◆ Work instruction ◆
Lines below starting with the line with "let output = self.link(0, None, &graph.output);" and going on through the line with "let mut implicit = Vec::new();" must be output exactly; the rest of the records must be left out.

◆ Information provided ◆
========
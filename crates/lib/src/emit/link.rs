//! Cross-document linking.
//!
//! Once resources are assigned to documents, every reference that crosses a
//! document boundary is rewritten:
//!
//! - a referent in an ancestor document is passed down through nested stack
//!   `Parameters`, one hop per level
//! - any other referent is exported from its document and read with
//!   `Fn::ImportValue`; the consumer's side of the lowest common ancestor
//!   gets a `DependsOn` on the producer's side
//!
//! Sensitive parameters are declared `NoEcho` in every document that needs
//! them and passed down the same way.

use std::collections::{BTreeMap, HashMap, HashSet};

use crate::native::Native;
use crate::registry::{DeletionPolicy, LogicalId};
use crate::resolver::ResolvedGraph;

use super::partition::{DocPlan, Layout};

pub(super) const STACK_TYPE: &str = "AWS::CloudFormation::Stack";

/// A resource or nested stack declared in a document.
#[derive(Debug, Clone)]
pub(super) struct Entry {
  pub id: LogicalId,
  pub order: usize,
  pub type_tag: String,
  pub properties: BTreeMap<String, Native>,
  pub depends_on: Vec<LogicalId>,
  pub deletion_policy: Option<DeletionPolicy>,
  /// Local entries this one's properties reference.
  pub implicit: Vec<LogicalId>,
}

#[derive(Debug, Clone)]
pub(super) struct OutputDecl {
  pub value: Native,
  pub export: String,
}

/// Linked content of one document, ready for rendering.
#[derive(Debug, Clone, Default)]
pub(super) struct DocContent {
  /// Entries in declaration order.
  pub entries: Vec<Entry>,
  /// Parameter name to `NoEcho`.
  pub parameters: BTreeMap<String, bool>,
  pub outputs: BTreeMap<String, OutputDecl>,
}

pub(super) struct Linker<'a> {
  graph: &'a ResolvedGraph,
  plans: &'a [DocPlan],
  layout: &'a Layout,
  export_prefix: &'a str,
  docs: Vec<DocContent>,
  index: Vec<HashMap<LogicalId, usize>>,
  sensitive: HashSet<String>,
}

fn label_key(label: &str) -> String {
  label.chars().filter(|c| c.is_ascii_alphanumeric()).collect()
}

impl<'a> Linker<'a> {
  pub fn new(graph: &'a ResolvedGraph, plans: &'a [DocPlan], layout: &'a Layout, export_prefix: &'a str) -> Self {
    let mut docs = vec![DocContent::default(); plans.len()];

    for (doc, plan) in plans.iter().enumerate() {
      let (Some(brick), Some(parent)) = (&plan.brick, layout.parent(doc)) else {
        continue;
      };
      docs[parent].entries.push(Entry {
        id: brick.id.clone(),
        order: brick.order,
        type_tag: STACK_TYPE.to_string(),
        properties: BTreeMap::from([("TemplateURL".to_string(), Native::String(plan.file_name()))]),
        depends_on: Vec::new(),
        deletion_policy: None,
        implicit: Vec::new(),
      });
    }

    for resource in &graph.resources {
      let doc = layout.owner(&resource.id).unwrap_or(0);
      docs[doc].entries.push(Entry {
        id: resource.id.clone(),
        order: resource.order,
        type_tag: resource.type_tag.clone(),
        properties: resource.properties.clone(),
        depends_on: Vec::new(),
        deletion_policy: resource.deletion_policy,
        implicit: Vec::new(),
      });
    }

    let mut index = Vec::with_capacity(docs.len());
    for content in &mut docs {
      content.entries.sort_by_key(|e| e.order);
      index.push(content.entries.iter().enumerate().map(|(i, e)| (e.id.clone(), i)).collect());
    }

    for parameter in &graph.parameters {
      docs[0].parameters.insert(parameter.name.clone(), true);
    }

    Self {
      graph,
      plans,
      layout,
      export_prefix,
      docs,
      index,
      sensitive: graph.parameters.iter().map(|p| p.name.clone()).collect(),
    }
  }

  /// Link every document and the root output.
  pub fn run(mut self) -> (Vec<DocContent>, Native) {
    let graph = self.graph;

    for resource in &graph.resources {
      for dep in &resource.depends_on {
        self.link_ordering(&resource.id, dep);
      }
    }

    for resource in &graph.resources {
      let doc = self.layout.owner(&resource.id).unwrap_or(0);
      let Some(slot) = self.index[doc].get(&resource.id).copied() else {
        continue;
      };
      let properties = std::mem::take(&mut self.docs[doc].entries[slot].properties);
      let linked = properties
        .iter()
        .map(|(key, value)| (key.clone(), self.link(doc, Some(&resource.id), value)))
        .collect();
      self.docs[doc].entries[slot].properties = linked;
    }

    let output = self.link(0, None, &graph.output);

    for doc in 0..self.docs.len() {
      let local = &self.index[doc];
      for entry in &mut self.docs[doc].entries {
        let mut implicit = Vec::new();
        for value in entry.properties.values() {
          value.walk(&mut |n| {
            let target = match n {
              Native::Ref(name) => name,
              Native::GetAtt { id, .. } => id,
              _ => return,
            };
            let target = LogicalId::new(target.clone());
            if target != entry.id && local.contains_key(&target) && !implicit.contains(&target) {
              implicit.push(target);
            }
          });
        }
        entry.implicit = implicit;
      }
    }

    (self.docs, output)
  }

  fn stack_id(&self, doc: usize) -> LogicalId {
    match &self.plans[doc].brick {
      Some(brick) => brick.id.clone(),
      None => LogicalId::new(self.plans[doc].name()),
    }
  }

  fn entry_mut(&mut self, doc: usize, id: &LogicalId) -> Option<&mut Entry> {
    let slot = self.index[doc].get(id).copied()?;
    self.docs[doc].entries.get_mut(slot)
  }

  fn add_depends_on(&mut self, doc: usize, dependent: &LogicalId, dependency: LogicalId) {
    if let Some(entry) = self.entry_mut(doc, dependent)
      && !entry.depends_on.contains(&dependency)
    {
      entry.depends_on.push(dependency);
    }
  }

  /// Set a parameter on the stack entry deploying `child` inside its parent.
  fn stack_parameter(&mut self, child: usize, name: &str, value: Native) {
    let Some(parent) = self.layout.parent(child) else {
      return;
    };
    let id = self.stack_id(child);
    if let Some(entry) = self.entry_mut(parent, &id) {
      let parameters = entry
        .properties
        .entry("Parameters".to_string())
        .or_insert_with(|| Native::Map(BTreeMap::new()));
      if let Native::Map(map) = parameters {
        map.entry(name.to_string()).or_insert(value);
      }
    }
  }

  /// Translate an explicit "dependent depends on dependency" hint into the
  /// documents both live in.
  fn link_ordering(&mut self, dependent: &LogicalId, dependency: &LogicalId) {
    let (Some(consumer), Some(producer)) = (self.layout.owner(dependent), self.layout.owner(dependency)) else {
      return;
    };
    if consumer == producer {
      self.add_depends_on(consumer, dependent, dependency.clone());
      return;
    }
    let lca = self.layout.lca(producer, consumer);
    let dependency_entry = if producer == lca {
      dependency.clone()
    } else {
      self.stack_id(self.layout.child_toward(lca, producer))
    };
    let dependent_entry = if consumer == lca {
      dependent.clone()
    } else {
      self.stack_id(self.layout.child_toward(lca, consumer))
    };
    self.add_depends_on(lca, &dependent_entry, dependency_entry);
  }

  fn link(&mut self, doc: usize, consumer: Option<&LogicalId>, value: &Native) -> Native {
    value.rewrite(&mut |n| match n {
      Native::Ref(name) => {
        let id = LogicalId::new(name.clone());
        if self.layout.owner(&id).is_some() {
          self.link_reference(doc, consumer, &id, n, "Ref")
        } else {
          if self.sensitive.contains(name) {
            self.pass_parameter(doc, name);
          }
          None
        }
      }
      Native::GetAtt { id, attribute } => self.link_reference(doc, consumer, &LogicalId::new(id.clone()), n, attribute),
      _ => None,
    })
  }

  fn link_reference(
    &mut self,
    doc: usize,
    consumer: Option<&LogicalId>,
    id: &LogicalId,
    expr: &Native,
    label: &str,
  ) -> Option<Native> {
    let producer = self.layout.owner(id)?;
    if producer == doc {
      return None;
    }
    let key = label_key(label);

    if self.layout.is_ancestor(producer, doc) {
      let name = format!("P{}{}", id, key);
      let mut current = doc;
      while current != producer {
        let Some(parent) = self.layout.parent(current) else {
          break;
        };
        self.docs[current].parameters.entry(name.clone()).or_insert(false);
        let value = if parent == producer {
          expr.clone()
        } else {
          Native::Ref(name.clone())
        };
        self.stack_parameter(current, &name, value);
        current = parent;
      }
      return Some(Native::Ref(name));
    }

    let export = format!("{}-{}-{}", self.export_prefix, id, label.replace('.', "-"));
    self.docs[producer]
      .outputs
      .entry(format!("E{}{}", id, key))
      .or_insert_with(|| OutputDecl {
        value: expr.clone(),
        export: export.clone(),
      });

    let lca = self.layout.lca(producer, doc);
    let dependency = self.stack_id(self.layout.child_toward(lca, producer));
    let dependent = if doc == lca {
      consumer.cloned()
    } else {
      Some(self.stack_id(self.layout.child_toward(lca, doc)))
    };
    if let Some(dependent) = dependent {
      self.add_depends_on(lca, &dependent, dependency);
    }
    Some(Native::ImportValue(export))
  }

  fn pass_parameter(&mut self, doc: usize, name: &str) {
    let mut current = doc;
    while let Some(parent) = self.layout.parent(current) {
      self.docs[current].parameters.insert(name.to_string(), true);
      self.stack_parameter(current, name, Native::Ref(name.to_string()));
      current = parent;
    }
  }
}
========
◆ Output below ◆
    let output = self.link(0, None, &graph.output);

    for doc in 0..self.docs.len() {
      let local = &self.index[doc];
      for entry in &mut self.docs[doc].entries {
        let mut implicit = Vec::new();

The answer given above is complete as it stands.